## PROBLEM TO WORK ON
Could you write out the lines below exactly, beginning with the first and finishing with the one that contains "that concurrent callers"?

━━━━

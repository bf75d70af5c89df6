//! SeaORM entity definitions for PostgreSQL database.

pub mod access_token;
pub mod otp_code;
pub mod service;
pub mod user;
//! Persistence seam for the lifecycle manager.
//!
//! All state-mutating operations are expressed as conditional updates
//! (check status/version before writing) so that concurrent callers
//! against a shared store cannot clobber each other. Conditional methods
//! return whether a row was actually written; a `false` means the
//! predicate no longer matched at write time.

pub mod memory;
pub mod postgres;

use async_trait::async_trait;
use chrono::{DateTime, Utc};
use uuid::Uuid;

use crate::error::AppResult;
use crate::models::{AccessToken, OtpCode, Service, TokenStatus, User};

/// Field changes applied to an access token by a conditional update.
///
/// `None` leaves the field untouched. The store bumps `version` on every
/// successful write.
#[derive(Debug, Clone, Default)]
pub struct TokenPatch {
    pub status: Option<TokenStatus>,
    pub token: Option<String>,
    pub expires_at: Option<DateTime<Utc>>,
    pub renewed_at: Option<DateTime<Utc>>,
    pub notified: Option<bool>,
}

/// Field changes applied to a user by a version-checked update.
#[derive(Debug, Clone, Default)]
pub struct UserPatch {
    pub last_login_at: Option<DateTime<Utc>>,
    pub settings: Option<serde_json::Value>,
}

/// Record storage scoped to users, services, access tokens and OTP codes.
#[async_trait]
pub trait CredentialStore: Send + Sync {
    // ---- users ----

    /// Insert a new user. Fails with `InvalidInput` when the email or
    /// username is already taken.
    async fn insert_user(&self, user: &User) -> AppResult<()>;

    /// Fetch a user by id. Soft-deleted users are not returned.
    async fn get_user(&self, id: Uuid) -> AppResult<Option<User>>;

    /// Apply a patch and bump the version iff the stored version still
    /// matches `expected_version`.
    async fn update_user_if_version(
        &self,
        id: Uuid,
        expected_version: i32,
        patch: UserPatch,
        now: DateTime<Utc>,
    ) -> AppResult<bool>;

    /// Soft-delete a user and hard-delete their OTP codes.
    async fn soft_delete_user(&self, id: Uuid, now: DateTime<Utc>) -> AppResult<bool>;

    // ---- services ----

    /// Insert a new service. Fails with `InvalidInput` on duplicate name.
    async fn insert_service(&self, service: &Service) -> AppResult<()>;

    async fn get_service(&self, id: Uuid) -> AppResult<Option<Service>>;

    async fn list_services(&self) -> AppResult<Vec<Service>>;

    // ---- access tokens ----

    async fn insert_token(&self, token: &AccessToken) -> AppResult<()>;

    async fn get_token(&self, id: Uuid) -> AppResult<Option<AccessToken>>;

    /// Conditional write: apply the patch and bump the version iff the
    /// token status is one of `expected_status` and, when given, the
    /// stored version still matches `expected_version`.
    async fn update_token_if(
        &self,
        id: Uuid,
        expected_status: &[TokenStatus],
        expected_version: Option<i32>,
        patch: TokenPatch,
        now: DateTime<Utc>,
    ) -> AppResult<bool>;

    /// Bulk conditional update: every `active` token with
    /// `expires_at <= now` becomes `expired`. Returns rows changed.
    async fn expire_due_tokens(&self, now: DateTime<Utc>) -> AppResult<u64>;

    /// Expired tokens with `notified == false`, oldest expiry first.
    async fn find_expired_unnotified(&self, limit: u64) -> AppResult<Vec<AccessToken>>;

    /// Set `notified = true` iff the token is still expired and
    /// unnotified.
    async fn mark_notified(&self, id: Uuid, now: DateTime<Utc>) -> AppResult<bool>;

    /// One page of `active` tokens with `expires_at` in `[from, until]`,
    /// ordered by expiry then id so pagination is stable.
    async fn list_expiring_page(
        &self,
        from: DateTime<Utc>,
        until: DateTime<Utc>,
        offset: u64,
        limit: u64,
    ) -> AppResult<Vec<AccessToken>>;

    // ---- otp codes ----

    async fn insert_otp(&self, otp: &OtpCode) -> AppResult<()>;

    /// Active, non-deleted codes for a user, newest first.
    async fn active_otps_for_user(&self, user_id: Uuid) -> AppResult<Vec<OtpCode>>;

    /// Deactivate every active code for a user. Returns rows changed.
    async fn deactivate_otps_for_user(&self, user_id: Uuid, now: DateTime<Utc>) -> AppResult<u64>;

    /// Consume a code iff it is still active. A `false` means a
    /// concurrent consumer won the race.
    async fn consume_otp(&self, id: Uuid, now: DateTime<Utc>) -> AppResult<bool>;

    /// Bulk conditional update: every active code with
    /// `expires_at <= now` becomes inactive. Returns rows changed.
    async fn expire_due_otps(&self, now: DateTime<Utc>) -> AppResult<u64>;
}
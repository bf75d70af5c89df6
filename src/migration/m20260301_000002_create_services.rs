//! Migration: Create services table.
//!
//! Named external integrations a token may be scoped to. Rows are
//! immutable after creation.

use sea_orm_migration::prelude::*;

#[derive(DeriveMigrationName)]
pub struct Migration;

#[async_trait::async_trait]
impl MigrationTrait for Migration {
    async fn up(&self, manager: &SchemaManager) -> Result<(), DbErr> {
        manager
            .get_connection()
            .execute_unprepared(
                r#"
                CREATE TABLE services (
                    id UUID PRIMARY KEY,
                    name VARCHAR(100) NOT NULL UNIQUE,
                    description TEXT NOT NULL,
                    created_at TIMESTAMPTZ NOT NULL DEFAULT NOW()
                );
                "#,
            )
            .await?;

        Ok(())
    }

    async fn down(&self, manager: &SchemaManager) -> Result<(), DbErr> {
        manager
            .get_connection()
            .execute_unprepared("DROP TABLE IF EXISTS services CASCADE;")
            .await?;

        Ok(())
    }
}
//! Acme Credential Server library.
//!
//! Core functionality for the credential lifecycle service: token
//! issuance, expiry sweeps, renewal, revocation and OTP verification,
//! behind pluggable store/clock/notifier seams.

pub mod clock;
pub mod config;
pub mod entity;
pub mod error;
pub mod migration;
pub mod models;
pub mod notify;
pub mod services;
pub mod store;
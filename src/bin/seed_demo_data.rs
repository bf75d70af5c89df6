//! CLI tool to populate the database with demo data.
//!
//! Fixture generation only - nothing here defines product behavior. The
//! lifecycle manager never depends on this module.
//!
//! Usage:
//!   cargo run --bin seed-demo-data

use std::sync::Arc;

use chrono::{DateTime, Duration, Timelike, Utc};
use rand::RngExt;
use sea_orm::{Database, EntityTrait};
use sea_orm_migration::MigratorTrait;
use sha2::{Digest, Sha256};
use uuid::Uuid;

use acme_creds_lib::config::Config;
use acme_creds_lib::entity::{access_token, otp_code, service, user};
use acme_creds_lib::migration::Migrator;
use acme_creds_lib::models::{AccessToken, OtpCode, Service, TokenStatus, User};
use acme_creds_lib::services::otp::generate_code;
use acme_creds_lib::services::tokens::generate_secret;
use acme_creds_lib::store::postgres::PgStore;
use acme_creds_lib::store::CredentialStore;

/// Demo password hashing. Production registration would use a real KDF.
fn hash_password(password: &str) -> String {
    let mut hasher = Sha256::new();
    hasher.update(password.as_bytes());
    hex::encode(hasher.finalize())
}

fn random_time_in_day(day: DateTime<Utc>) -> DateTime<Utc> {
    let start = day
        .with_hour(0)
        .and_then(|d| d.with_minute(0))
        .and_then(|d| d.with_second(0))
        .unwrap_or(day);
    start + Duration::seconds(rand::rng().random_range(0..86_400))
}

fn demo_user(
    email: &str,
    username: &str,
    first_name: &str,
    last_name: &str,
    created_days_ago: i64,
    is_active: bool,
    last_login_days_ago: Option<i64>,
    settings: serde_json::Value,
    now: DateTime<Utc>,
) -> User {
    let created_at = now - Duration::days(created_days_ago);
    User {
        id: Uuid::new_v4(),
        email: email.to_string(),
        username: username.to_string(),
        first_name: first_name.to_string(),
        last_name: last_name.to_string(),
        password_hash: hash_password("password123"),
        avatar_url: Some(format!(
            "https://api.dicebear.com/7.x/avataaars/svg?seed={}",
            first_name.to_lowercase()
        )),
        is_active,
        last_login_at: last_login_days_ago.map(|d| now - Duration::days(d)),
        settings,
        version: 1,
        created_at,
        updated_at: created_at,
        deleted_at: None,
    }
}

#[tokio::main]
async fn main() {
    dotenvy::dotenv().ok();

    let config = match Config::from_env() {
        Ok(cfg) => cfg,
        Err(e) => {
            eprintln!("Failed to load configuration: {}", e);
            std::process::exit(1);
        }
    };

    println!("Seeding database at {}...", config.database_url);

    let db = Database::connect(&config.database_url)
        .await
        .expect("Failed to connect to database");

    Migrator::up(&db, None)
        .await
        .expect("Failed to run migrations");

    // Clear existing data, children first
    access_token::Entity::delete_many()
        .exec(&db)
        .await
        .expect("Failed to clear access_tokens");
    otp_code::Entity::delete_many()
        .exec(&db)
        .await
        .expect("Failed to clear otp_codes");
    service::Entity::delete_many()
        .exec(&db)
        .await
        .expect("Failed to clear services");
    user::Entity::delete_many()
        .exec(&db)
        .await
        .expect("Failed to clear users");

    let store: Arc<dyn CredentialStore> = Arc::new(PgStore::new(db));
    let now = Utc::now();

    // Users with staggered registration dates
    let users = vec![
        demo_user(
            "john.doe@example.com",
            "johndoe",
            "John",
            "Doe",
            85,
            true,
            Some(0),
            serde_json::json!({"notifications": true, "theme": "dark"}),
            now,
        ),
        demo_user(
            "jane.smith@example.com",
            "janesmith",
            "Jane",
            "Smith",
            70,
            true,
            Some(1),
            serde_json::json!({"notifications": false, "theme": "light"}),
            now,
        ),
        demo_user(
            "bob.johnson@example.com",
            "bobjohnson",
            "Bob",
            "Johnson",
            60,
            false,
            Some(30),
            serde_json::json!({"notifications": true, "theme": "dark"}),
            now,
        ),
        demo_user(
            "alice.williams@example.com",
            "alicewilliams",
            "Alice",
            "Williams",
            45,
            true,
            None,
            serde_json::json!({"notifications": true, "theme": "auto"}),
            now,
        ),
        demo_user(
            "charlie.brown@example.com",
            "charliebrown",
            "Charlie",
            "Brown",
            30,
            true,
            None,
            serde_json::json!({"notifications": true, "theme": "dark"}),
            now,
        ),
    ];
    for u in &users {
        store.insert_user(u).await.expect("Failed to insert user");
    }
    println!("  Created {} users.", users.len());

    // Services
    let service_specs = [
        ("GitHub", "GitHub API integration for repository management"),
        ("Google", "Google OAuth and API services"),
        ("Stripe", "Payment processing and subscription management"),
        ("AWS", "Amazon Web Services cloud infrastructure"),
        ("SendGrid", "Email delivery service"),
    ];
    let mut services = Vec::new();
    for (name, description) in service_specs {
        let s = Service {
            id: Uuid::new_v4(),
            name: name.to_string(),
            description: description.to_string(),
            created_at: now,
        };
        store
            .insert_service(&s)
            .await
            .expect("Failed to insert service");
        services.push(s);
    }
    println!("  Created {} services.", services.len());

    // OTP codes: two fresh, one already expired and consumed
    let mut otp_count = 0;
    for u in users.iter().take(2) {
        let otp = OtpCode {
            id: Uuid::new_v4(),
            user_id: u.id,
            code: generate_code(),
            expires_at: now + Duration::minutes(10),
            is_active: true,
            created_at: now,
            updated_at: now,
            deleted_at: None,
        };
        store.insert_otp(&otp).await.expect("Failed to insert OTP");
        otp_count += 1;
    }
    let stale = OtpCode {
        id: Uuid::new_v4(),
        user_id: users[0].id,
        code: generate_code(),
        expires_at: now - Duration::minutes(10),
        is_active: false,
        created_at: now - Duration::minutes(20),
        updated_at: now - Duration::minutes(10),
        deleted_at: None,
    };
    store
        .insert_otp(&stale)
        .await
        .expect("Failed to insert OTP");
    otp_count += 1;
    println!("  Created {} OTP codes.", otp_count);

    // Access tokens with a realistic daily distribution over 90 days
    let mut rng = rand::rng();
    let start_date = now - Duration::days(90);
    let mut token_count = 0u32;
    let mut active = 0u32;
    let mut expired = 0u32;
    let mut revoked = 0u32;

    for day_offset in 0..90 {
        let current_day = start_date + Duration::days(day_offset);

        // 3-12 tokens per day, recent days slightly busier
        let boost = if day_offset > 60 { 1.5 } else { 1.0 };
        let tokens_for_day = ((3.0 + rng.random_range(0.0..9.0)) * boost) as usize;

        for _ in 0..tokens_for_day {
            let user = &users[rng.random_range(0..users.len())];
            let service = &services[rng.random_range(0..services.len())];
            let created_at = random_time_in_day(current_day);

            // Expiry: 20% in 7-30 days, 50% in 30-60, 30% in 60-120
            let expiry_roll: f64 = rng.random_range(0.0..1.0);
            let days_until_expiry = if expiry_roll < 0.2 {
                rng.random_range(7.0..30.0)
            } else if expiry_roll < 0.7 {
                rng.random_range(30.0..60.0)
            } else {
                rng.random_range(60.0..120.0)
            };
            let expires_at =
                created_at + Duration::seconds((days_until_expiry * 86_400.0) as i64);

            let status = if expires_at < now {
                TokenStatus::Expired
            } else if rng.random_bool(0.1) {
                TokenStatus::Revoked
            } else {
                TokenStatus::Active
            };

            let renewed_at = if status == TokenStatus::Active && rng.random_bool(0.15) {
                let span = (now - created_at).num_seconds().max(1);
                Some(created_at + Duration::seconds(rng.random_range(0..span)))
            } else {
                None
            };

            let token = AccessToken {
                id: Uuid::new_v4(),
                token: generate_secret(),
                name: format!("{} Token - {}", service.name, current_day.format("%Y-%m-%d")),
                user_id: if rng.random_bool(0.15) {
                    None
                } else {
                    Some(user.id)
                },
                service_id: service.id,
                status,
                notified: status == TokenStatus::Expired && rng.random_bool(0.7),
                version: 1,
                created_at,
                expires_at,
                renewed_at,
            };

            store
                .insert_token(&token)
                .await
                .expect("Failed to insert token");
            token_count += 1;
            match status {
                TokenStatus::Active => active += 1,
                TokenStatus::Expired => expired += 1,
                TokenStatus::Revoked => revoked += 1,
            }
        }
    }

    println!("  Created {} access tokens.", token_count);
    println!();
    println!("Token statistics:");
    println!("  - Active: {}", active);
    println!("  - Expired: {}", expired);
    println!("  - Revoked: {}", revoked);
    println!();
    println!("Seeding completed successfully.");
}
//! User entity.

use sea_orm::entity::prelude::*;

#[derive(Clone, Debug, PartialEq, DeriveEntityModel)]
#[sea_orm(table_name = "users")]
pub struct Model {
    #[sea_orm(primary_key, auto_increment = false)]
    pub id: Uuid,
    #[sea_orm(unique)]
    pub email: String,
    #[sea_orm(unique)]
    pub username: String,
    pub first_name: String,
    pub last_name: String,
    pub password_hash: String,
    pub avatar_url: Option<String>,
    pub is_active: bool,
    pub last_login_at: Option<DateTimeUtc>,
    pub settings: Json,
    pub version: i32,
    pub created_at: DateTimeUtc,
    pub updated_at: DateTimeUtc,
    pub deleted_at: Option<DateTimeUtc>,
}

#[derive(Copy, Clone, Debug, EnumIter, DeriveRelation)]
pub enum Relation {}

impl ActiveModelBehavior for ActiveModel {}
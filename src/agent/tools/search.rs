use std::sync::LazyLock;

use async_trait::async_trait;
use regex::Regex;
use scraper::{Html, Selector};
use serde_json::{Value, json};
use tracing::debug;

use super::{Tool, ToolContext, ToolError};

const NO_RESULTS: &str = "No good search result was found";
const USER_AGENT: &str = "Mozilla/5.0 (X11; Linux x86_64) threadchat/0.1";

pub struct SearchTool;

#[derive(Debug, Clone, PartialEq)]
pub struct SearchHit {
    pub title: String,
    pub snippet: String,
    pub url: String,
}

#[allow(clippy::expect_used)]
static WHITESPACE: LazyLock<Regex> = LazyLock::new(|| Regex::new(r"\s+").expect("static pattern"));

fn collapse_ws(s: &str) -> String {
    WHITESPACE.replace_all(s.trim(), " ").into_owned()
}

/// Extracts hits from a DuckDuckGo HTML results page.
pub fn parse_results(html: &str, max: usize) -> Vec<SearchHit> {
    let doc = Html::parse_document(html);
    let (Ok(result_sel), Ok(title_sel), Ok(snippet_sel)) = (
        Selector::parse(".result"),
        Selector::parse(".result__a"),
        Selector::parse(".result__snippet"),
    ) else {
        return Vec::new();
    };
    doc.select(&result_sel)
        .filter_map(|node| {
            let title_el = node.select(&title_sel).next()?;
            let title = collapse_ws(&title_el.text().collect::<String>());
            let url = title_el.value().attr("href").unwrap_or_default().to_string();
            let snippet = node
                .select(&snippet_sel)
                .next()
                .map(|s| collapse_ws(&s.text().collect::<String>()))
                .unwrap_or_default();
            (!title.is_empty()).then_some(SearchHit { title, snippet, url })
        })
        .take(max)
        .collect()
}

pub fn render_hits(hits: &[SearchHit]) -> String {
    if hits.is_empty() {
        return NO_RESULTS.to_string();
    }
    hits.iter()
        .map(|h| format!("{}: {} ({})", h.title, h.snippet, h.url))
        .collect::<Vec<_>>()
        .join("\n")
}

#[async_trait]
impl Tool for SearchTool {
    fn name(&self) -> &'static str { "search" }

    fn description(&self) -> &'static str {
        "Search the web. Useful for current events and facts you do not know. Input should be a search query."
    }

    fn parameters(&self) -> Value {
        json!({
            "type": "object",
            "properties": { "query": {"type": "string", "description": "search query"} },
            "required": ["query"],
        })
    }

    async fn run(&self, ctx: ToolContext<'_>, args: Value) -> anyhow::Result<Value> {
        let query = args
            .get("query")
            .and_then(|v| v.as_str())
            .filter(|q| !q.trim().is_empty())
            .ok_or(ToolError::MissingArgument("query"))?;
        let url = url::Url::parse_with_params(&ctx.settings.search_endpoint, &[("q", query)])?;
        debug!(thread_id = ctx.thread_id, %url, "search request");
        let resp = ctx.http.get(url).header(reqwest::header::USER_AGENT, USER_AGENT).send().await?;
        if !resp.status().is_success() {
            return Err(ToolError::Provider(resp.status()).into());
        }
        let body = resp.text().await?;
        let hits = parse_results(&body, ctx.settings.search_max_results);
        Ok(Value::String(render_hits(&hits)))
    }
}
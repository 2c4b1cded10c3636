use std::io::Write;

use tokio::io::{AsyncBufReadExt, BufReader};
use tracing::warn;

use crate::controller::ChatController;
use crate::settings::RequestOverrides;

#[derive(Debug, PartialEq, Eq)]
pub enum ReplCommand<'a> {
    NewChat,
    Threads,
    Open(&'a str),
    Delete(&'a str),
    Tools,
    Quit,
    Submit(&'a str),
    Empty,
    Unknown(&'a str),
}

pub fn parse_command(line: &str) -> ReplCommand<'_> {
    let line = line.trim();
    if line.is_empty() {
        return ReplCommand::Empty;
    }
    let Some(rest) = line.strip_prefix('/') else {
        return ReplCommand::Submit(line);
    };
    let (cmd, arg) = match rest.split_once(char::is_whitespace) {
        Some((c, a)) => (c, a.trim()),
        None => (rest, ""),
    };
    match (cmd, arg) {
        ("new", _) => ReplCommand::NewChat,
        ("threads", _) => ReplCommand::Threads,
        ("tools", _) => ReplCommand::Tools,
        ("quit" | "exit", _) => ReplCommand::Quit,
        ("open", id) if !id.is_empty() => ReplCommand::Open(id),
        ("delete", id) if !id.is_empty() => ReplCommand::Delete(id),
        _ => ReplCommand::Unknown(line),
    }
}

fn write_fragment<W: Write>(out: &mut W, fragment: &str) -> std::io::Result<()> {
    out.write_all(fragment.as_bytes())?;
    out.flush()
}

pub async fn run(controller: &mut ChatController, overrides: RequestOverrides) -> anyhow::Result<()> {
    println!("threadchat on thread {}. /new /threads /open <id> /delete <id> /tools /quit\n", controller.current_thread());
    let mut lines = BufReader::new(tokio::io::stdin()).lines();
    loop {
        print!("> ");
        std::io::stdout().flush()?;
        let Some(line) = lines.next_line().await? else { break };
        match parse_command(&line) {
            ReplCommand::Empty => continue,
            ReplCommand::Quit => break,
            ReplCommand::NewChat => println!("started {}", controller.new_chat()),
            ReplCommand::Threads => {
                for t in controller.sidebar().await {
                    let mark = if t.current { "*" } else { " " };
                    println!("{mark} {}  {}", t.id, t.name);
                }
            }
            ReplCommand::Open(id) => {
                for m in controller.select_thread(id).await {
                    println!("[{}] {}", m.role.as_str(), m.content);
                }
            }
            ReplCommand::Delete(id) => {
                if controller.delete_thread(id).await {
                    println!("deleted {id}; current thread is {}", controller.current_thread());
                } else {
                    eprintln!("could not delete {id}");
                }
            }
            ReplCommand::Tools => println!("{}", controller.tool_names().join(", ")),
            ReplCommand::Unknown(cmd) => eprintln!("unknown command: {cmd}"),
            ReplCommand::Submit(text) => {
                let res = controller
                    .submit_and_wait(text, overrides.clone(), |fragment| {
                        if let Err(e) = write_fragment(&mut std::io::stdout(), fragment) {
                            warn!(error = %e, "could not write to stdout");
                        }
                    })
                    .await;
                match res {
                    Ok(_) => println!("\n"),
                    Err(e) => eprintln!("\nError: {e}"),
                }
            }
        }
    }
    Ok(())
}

━━━━

## EXERCISE SOLUTION
repository bf75d70af5c89df6
//! SeaORM entity definitions for PostgreSQL database.

pub mod access_token;
pub mod otp_code;
pub mod service;
pub mod user;
//! Persistence seam for the lifecycle manager.
//!
//! All state-mutating operations are expressed as conditional updates
//! (check status/version before writing) so that concurrent callers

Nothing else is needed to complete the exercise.